— Information provided —
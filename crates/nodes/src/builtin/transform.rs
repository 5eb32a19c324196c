//! `transform`: reshape upstream data, currently only through an LLM.

use std::sync::Arc;

use async_trait::async_trait;
use serde::{Deserialize, Serialize};
use serde_json::Value;
use tracing::debug;

use crate::services::{ChatMessage, CompletionOptions, CompletionService};
use crate::traits::{ExecutableNode, ExecutionContext};
use crate::NodeError;

#[derive(Debug, Clone, PartialEq, Serialize, Deserialize)]
#[serde(tag = "type", rename_all = "snake_case")]
pub enum TransformConfig {
    Llm(LlmTransform),
    /// Declared so configs naming it deserialize; executing it fails.
    Code {
        #[serde(default)]
        code: Option<String>,
    },
}

#[derive(Debug, Clone, PartialEq, Serialize, Deserialize)]
#[serde(rename_all = "camelCase")]
pub struct LlmTransform {
    pub prompt: String,
    #[serde(default)]
    pub model: Option<String>,
    #[serde(default)]
    pub provider: Option<String>,
    #[serde(default)]
    pub max_tokens: Option<u32>,
    #[serde(default)]
    pub temperature: Option<f64>,
}

impl LlmTransform {
    fn options(&self) -> CompletionOptions {
        CompletionOptions {
            provider: self.provider.clone(),
            model: self.model.clone(),
            max_tokens: self.max_tokens,
            temperature: self.temperature,
        }
    }

    /// The configured prompt, followed by a pretty-printed dump of every
    /// upstream output when there are any.
    fn render_prompt(&self, inputs: &[Value]) -> Result<String, NodeError> {
        if inputs.is_empty() {
            return Ok(self.prompt.clone());
        }
        let dump = serde_json::to_string_pretty(inputs)
            .map_err(|e| NodeError::InvalidInput(e.to_string()))?;
        Ok(format!("{}\n\nInput data:\n{dump}", self.prompt))
    }
}

pub struct TransformNode {
    config: TransformConfig,
    completions: Arc<dyn CompletionService>,
}

impl TransformNode {
    pub fn new(config: TransformConfig, completions: Arc<dyn CompletionService>) -> Self {
        Self { config, completions }
    }
}

#[async_trait]
impl ExecutableNode for TransformNode {
    async fn execute(&self, inputs: &[Value], _ctx: &ExecutionContext) -> Result<Value, NodeError> {
        let llm = match &self.config {
            TransformConfig::Llm(llm) => llm,
            TransformConfig::Code { .. } => {
                return Err(NodeError::Unsupported("code transform".into()));
            }
        };

        let messages = vec![ChatMessage::user(llm.render_prompt(inputs)?)];
        let completion = self
            .completions
            .complete(messages, llm.options())
            .await
            .map_err(NodeError::Completion)?;

        match serde_json::from_str::<Value>(&completion.content) {
            Ok(parsed) => Ok(parsed),
            Err(e) => {
                debug!(error = %e, "completion is not JSON; returning raw text");
                Ok(Value::String(completion.content))
            }
        }
    }
}
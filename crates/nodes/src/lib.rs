//! `nodes` crate: the `ExecutableNode` trait and the built-in node kinds.
//!
//! Every node kind implements [`ExecutableNode`]. The engine crate dispatches
//! through the closed [`BuiltinNode`] enum, one variant per [`NodeKind`].
//! External capabilities (tool calls, LLM completions, credentials) are
//! reached only through the traits in [`services`].

pub mod builtin;
pub mod error;
pub mod expression;
pub mod mock;
pub mod resolver;
pub mod services;
pub mod traits;
pub mod value;

pub use builtin::{BuiltinNode, NodeKind};
pub use error::{CredentialError, NodeError};
pub use services::NodeServices;
pub use traits::{ExecutableNode, ExecutionContext};
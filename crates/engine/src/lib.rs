//! `engine` crate: domain models, DAG scheduling, and the execution engine.

pub mod dag;
pub mod error;
pub mod executor;
pub mod models;

pub use dag::{order, validate_dag};
pub use error::EngineError;
pub use executor::{ExecutorConfig, WorkflowExecutor};
pub use models::{ExecutionStatus, NodeExecutionLog, WorkflowDag, WorkflowExecution, WorkflowNode};

#[cfg(test)]
mod executor_tests;
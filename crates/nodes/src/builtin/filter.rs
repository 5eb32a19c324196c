//! `filter`: keep the array items that satisfy every configured condition.

use std::cmp::Ordering;

use async_trait::async_trait;
use serde::{Deserialize, Serialize};
use serde_json::Value;

use crate::traits::{ExecutableNode, ExecutionContext};
use crate::value::{coerce_string, compare, strict_equals};
use crate::NodeError;

#[derive(Debug, Clone, Copy, PartialEq, Eq, Serialize, Deserialize)]
#[serde(rename_all = "snake_case")]
pub enum FilterOperator {
    Equals,
    Contains,
    Gt,
    Lt,
    /// Any operator name not listed above. Never matches.
    #[serde(other)]
    Unknown,
}

#[derive(Debug, Clone, PartialEq, Serialize, Deserialize)]
pub struct FilterCondition {
    pub field: String,
    pub operator: FilterOperator,
    /// Absent means `undefined`, which is not the same as `null`.
    #[serde(default)]
    pub value: Option<Value>,
}

impl FilterCondition {
    fn matches(&self, item: &Value) -> bool {
        let actual = item.get(&self.field);
        let expected = self.value.as_ref();
        match self.operator {
            FilterOperator::Equals => strict_equals(actual, expected),
            FilterOperator::Contains => coerce_string(actual).contains(&coerce_string(expected)),
            FilterOperator::Gt => compare(actual, expected) == Some(Ordering::Greater),
            FilterOperator::Lt => compare(actual, expected) == Some(Ordering::Less),
            FilterOperator::Unknown => false,
        }
    }
}

#[derive(Debug, Clone, PartialEq, Default, Serialize, Deserialize)]
pub struct FilterConfig {
    #[serde(default)]
    pub conditions: Vec<FilterCondition>,
}

pub struct FilterNode {
    config: FilterConfig,
}

impl FilterNode {
    pub fn new(config: FilterConfig) -> Self {
        Self { config }
    }
}

#[async_trait]
impl ExecutableNode for FilterNode {
    async fn execute(&self, inputs: &[Value], _ctx: &ExecutionContext) -> Result<Value, NodeError> {
        let [input] = inputs else {
            return Err(NodeError::InvalidInput(format!(
                "filter node requires exactly one input, got {}",
                inputs.len()
            )));
        };
        let Value::Array(items) = input else {
            return Err(NodeError::InvalidInput("filter node input must be an array".into()));
        };

        let kept = items
            .iter()
            .filter(|item| self.config.conditions.iter().all(|c| c.matches(item)))
            .cloned()
            .collect();
        Ok(Value::Array(kept))
    }
}
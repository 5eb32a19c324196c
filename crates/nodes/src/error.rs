//! Node-level error types.

use thiserror::Error;

/// Errors returned by a node's `execute` method.
///
/// Every variant is fatal to the run: the orchestrator records it on the
/// failing node's log entry and stops. Nothing in this crate retries.
#[derive(Debug, Error, Clone, PartialEq)]
pub enum NodeError {
    /// Configuration is missing a field or has the wrong shape.
    #[error("invalid node config: {0}")]
    InvalidConfig(String),

    /// Upstream data does not have the shape this node requires.
    #[error("invalid input: {0}")]
    InvalidInput(String),

    /// A declared variant with no implementation behind it.
    #[error("{0} is not yet supported")]
    Unsupported(String),

    /// The tool invocation service reported `success = false` or could not be reached.
    #[error("tool call failed: {0}")]
    ToolCall(String),

    /// The completion service returned an error.
    #[error("completion failed: {0}")]
    Completion(String),

    /// A conditional expression failed to parse or evaluate.
    #[error("expression error: {0}")]
    Expression(String),

    /// The node did not finish within the configured timeout.
    #[error("node execution timed out after {0:?}")]
    Timeout(std::time::Duration),

    /// The run was cancelled while this node was pending or in flight.
    #[error("execution cancelled")]
    Cancelled,
}

impl From<serde_json::Error> for NodeError {
    fn from(e: serde_json::Error) -> Self {
        NodeError::InvalidConfig(e.to_string())
    }
}

/// Failure reported by a [`CredentialStore`](crate::services::CredentialStore).
///
/// Never fatal; the `mcp_fetch` node logs it and proceeds without credentials.
#[derive(Debug, Error, Clone, PartialEq, Eq)]
#[error("credential lookup failed: {0}")]
pub struct CredentialError(pub String);
//! `flowdag` CLI entry-point.
//!
//! Available sub-commands:
//! - `validate`: check a workflow JSON file and print its execution order.
//! - `run`: execute a workflow locally and print the execution record.
//!
//! `run` has no tool server or LLM provider wired in; `mcp_fetch` and
//! `transform` nodes fail with a descriptive error.

use std::path::{Path, PathBuf};
use std::time::Duration;

use anyhow::{Context, Result};
use clap::{Parser, Subcommand};
use tracing::info;

use engine::{ExecutionStatus, ExecutorConfig, WorkflowDag, WorkflowExecutor};
use nodes::NodeServices;

#[derive(Parser)]
#[command(
    name = "flowdag",
    about = "Workflow DAG execution engine",
    version
)]
struct Cli {
    #[command(subcommand)]
    command: Command,
}

#[derive(Subcommand)]
enum Command {
    /// Validate a workflow definition JSON file.
    Validate {
        /// Path to the workflow JSON file.
        path: PathBuf,
    },
    /// Execute a workflow definition JSON file.
    Run {
        /// Path to the workflow JSON file.
        path: PathBuf,
        /// JSON file whose contents are fed to nodes with no inputs.
        #[arg(long)]
        input: Option<PathBuf>,
        /// User the run is attributed to.
        #[arg(long, env = "FLOWDAG_USER_ID", default_value = "local")]
        user_id: String,
        /// Per-node timeout in seconds; 0 disables it.
        #[arg(long, env = "FLOWDAG_NODE_TIMEOUT_SECS", default_value_t = 300)]
        node_timeout_secs: u64,
    },
}

#[tokio::main]
async fn main() -> Result<()> {
    tracing_subscriber::fmt()
        .with_env_filter(
            tracing_subscriber::EnvFilter::try_from_default_env()
                .unwrap_or_else(|_| tracing_subscriber::EnvFilter::new("info")),
        )
        .with_writer(std::io::stderr)
        .init();

    let cli = Cli::parse();

    match cli.command {
        Command::Validate { path } => {
            let workflow = load_workflow(&path)?;
            match engine::validate_dag(&workflow) {
                Ok(order) => {
                    println!("Workflow is valid. Execution order: {order:?}");
                }
                Err(e) => {
                    eprintln!("Validation failed: {e}");
                    std::process::exit(1);
                }
            }
        }
        Command::Run { path, input, user_id, node_timeout_secs } => {
            let workflow = load_workflow(&path)?;
            let config = ExecutorConfig {
                node_timeout: (node_timeout_secs > 0).then(|| Duration::from_secs(node_timeout_secs)),
            };
            let executor = WorkflowExecutor::new(NodeServices::unconfigured(), config);

            info!("Running workflow '{}' ({} nodes)", workflow.name, workflow.nodes.len());
            let execution = match input {
                Some(input_path) => {
                    let payload = read_json(&input_path)?;
                    executor.execute_with_input(&workflow, &user_id, payload).await
                }
                None => executor.execute(&workflow, &user_id).await,
            };

            println!("{}", serde_json::to_string_pretty(&execution)?);
            if execution.status != ExecutionStatus::Completed {
                std::process::exit(1);
            }
        }
    }

    Ok(())
}

fn read_json(path: &Path) -> Result<serde_json::Value> {
    let content = std::fs::read_to_string(path)
        .with_context(|| format!("cannot read file {}", path.display()))?;
    serde_json::from_str(&content).with_context(|| format!("invalid JSON in {}", path.display()))
}

fn load_workflow(path: &Path) -> Result<WorkflowDag> {
    let value = read_json(path)?;
    serde_json::from_value(value)
        .with_context(|| format!("{} is not a workflow definition", path.display()))
}
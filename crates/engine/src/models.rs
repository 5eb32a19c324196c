//! Core domain models for the workflow engine.
//!
//! A [`WorkflowDag`] is the read-only definition handed to the executor.
//! A [`WorkflowExecution`] is the record one run produces; it is created at
//! the start of the run and finalized exactly once.

use chrono::{DateTime, Utc};
use serde::{Deserialize, Serialize};
use serde_json::Value;
use uuid::Uuid;

use nodes::NodeKind;

// ---------------------------------------------------------------------------
// WorkflowNode
// ---------------------------------------------------------------------------

/// A single step in the workflow graph.
#[derive(Debug, Clone, PartialEq, Serialize, Deserialize)]
#[serde(rename_all = "camelCase")]
pub struct WorkflowNode {
    /// Unique identifier within this workflow.
    pub id: String,
    #[serde(rename = "type")]
    pub kind: NodeKind,
    #[serde(default)]
    pub description: String,
    /// Kind-specific configuration, parsed when the node runs.
    #[serde(default)]
    pub config: Value,
    /// Upstream node ids. Order is significant: it defines `$input[n]`.
    #[serde(default)]
    pub inputs: Vec<String>,
}

impl WorkflowNode {
    pub fn new(
        id: impl Into<String>,
        kind: NodeKind,
        config: Value,
        inputs: &[&str],
    ) -> Self {
        Self {
            id: id.into(),
            kind,
            description: String::new(),
            config,
            inputs: inputs.iter().map(|s| s.to_string()).collect(),
        }
    }
}

// ---------------------------------------------------------------------------
// WorkflowDag
// ---------------------------------------------------------------------------

/// A complete workflow definition.
#[derive(Debug, Clone, PartialEq, Serialize, Deserialize)]
#[serde(rename_all = "camelCase")]
pub struct WorkflowDag {
    /// Caller-assigned identifier; any string is accepted.
    pub id: String,
    pub name: String,
    #[serde(default)]
    pub description: String,
    #[serde(default)]
    pub category: String,
    /// Principal whose credentials tool calls run under.
    pub owner_id: String,
    pub nodes: Vec<WorkflowNode>,
}

impl WorkflowDag {
    /// Convenience constructor for testing.
    pub fn new(name: impl Into<String>, owner_id: impl Into<String>, nodes: Vec<WorkflowNode>) -> Self {
        Self {
            id: Uuid::new_v4().to_string(),
            name: name.into(),
            description: String::new(),
            category: String::new(),
            owner_id: owner_id.into(),
            nodes,
        }
    }
}

// ---------------------------------------------------------------------------
// Execution record
// ---------------------------------------------------------------------------

#[derive(Debug, Clone, Copy, PartialEq, Eq, Serialize, Deserialize)]
#[serde(rename_all = "lowercase")]
pub enum ExecutionStatus {
    Running,
    Completed,
    Failed,
}

impl std::fmt::Display for ExecutionStatus {
    fn fmt(&self, f: &mut std::fmt::Formatter<'_>) -> std::fmt::Result {
        match self {
            Self::Running => write!(f, "running"),
            Self::Completed => write!(f, "completed"),
            Self::Failed => write!(f, "failed"),
        }
    }
}

/// One node's entry in the execution log.
#[derive(Debug, Clone, PartialEq, Serialize, Deserialize)]
#[serde(rename_all = "camelCase")]
pub struct NodeExecutionLog {
    pub node_id: String,
    pub status: ExecutionStatus,
    pub started_at: DateTime<Utc>,
    pub completed_at: Option<DateTime<Utc>>,
    #[serde(default, skip_serializing_if = "Option::is_none")]
    pub output: Option<Value>,
    #[serde(default, skip_serializing_if = "Option::is_none")]
    pub error: Option<String>,
}

impl NodeExecutionLog {
    pub(crate) fn completed(node_id: &str, started_at: DateTime<Utc>, output: Value) -> Self {
        Self {
            node_id: node_id.to_owned(),
            status: ExecutionStatus::Completed,
            started_at,
            completed_at: Some(Utc::now()),
            output: Some(output),
            error: None,
        }
    }

    pub(crate) fn failed(node_id: &str, started_at: DateTime<Utc>, error: String) -> Self {
        Self {
            node_id: node_id.to_owned(),
            status: ExecutionStatus::Failed,
            started_at,
            completed_at: Some(Utc::now()),
            output: None,
            error: Some(error),
        }
    }
}

/// The full record of one run.
#[derive(Debug, Clone, PartialEq, Serialize, Deserialize)]
#[serde(rename_all = "camelCase")]
pub struct WorkflowExecution {
    pub id: Uuid,
    pub workflow_id: String,
    pub user_id: String,
    pub status: ExecutionStatus,
    pub started_at: DateTime<Utc>,
    pub completed_at: Option<DateTime<Utc>>,
    /// Output of the last node in topological order, on success.
    #[serde(default, skip_serializing_if = "Option::is_none")]
    pub result: Option<Value>,
    #[serde(default, skip_serializing_if = "Option::is_none")]
    pub error: Option<String>,
    pub logs: Vec<NodeExecutionLog>,
}

impl WorkflowExecution {
    pub(crate) fn start(workflow_id: &str, user_id: &str) -> Self {
        Self {
            id: Uuid::new_v4(),
            workflow_id: workflow_id.to_owned(),
            user_id: user_id.to_owned(),
            status: ExecutionStatus::Running,
            started_at: Utc::now(),
            completed_at: None,
            result: None,
            error: None,
            logs: Vec::new(),
        }
    }

    pub(crate) fn complete(mut self, result: Value) -> Self {
        self.status = ExecutionStatus::Completed;
        self.completed_at = Some(Utc::now());
        self.result = Some(result);
        self
    }

    pub(crate) fn fail(mut self, error: String) -> Self {
        self.status = ExecutionStatus::Failed;
        self.completed_at = Some(Utc::now());
        self.error = Some(error);
        self
    }
}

— What to do —
Give an exact copy of the lines above from the line with "execution timed out" up to and including the line with "impl From<serde_json::Error> for", and leave everything else out.

— Response to this task —
    #[error("node execution timed out after {0:?}")]
    Timeout(std::time::Duration),

    /// The run was cancelled while this node was pending or in flight.
    #[error("execution cancelled")]
    Cancelled,
}

impl From<serde_json::Error> for NodeError {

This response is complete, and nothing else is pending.